Collected data:
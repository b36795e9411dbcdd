//! Credit curve bootstrap and CDS pricing for the ISDA CDS standard model.
//!
//! This crate sits on top of `cds-core` (dates, calendars, schedules) and
//! `cds-curves` (discount curves, the `CreditCurve` wrapper) to provide:
//!
//! - **Credit curve bootstrap**: pillar-by-pillar survival-probability
//!   calibration from a term structure of par CDS quotes.
//! - **CDS pricing**: protection and premium leg present values, clean and
//!   dirty prices, and par spreads.
//! - **Upfront/spread conversion**: the standard model's running-coupon to
//!   upfront-points translation, and its inverse.

pub mod conversion;
pub mod curve;
pub mod error;
pub mod pricer;

pub use conversion::{
    spread_to_upfront, upfront_to_spread, ConversionConventions, UpfrontConversionResult,
};
pub use curve::{CdsQuote, CreditCurveBuilder};
pub use error::{CreditError, CreditResult};
pub use pricer::{par_spread, premium_leg_annuity, price_cds, protection_leg_pv, CdsPriceResult};

/// Common imports for working with this crate.
pub mod prelude {
    pub use crate::conversion::{
        spread_to_upfront, upfront_to_spread, ConversionConventions, UpfrontConversionResult,
    };
    pub use crate::curve::{CdsQuote, CreditCurveBuilder};
    pub use crate::error::{CreditError, CreditResult};
    pub use crate::pricer::{
        par_spread, premium_leg_annuity, price_cds, protection_leg_pv, CdsPriceResult,
    };
}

> **What to produce**: All of the data above should be reproduced verbatim.

> **Response to the task**:
repository b36795e9411dbcdd
//! Credit curve bootstrap and CDS pricing for the ISDA CDS standard model.
//!
//! This crate sits on top of `cds-core` (dates, calendars, schedules) and
//! `cds-curves` (discount curves, the `CreditCurve` wrapper) to provide:
//!
//! - **Credit curve bootstrap**: pillar-by-pillar survival-probability
//!   calibration from a term structure of par CDS quotes.
//! - **CDS pricing**: protection and premium leg present values, clean and
//!   dirty prices, and par spreads.
//! - **Upfront/spread conversion**: the standard model's running-coupon to
//!   upfront-points translation, and its inverse.

pub mod conversion;
pub mod curve;
pub mod error;
pub mod pricer;

pub use conversion::{
    spread_to_upfront, upfront_to_spread, ConversionConventions, UpfrontConversionResult,
};
pub use curve::{CdsQuote, CreditCurveBuilder};
pub use error::{CreditError, CreditResult};
pub use pricer::{par_spread, premium_leg_annuity, price_cds, protection_leg_pv, CdsPriceResult};

/// Common imports for working with this crate.
pub mod prelude {
    pub use crate::conversion::{
        spread_to_upfront, upfront_to_spread, ConversionConventions, UpfrontConversionResult,
    };
    pub use crate::curve::{CdsQuote, CreditCurveBuilder};
    pub use crate::error::{CreditError, CreditResult};
    pub use crate::pricer::{
        par_spread, premium_leg_annuity, price_cds, protection_leg_pv, CdsPriceResult,
    };
}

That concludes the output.